Pluralidade responde a esse processo de forma radical. As letras falam da violência policial, da vida diante da bala e do orgulho de ser de onde se é. A batida é pesada, mas não apenas para animar a festa: ela é um instrumento de denúncia, uma forma de dizer que a favela resiste e cria, mesmo quando a cidade insiste em tratá-la como descartável. O corpo que dança no pagode é, nesse sentido, um corpo político, que se recusa a permanecer imóvel diante da repressão. Como lembra Sueli Carneiro, o corpo negro carrega tanto as marcas da violência histórica quanto a potência da invenção. Dançar no gueto, nesse contexto, é um gesto de sobrevivência, é recusar o disciplinamento que o Estado e a sociedade buscam impor.
O álbum também revela a pluralidade das vozes periféricas. Não há apenas denúncia, há também celebração, afeto, festa, desejo. O pagode, como a literatura marginal, mostra que a periferia não pode ser reduzida a um único estereótipo. Da mesma forma que Ferréz, Sérgio Vaz e Sacolinha escreveram a favela em papel, o Fantasmão escreve a favela em ritmo e dança, dando à quebrada o direito de narrar a si mesma. Essa pluralidade é fundamental, porque desmonta a lógica colonial que insiste em homogeneizar os sujeitos periféricos como se fossem apenas vítimas ou apenas criminosos.
Ouvir Pluralidade é, portanto, muito mais do que se deixar levar pela batida contagiante. É entrar em contato com uma memória coletiva que denuncia a violência e ao mesmo tempo celebra a vida. É perceber que a favela não é apenas espaço de carência, mas de invenção, de beleza e de dignidade. O álbum se apresenta como documento social, como arquivo vivo de uma experiência que o Estado e a mídia muitas vezes tentam silenciar. Ao ecoar das caixas de som da quebrada, o pagode baiano se torna literatura marginal dançante, poesia em movimento, resistência estética.

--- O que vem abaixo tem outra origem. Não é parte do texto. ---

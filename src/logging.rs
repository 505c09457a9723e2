use std::str::FromStr;

use tracing_subscriber::EnvFilter;

/// Console output flavour. `Json` emits one object per event for log shippers.
#[derive(Debug, Clone, Copy, PartialEq, Eq, Default)]
pub enum LogFormat {
    #[default]
    Pretty,
    Json,
}

impl FromStr for LogFormat {
    type Err = String;

    fn from_str(s: &str) -> Result<Self, Self::Err> {
        match s.trim().to_ascii_lowercase().as_str() {
            "pretty" | "text" => Ok(LogFormat::Pretty),
            "json" => Ok(LogFormat::Json),
            other => Err(format!("unknown log format: {other}")),
        }
    }
}

/// Installs the global subscriber. `RUST_LOG` wins over the `info` default.
pub fn init_tracing(format: LogFormat) -> anyhow::Result<()> {
    let filter = EnvFilter::try_from_default_env().unwrap_or_else(|_| EnvFilter::new("info"));
    let builder = tracing_subscriber::fmt().with_env_filter(filter);

    match format {
        LogFormat::Pretty => builder.try_init(),
        LogFormat::Json => builder.json().try_init(),
    }
    .map_err(|e| anyhow::anyhow!("failed to install tracing subscriber: {e}"))
}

No fundo, Pluralidade nos lembra que a favela é múltipla e que sua música é, antes de tudo, afirmação de existência. Quando a cidade insiste em associar o gueto à bala, o Fantasmão responde com batida. Quando querem impor o silêncio, a periferia responde com som. Essa pluralidade é o que nos resta de mais potente: é memória, é luta e é resistência que não se cala.
REFERÊNCIAS:
G1. EdCity anuncia retorno aos vocais do Fantasmão após 15 anos. G1 Bahia, Salvador, 16 set. 2025. Disponível em: https://g1.globo.com/ba/bahia/musica/noticia/2025/09/16/edcity-anuncia-retorno-aos-vocais-do-fantasmao-apos-15-anos.ghtml. Acesso em: 19 set. 2025.
GONZALEZ, Lélia. A categoria político-cultural de amefricanidade. Tempo Brasileiro, 1988.
HOLLANDA, Heloisa Buarque de (org.). Literatura marginal: talentos da escrita periférica. Rio de Janeiro: Aeroplano, 2004.
HALL, Stuart. Da diáspora: identidades e mediações culturais. Belo Horizonte: UFMG, 2003.
VAZ, Sérgio. A poesia dos deuses inferiores. São Paulo: Global, 2005.
FERRÉZ. Capão Pecado. São Paulo: Labortexto, 2000.
CARNEIRO, Sueli. A construção do outro como não-ser. São Paulo: Pallas, 2005.
SANSONE, Livio. Negritude sem etnicidade. Salvador: EDUFBA, 2004.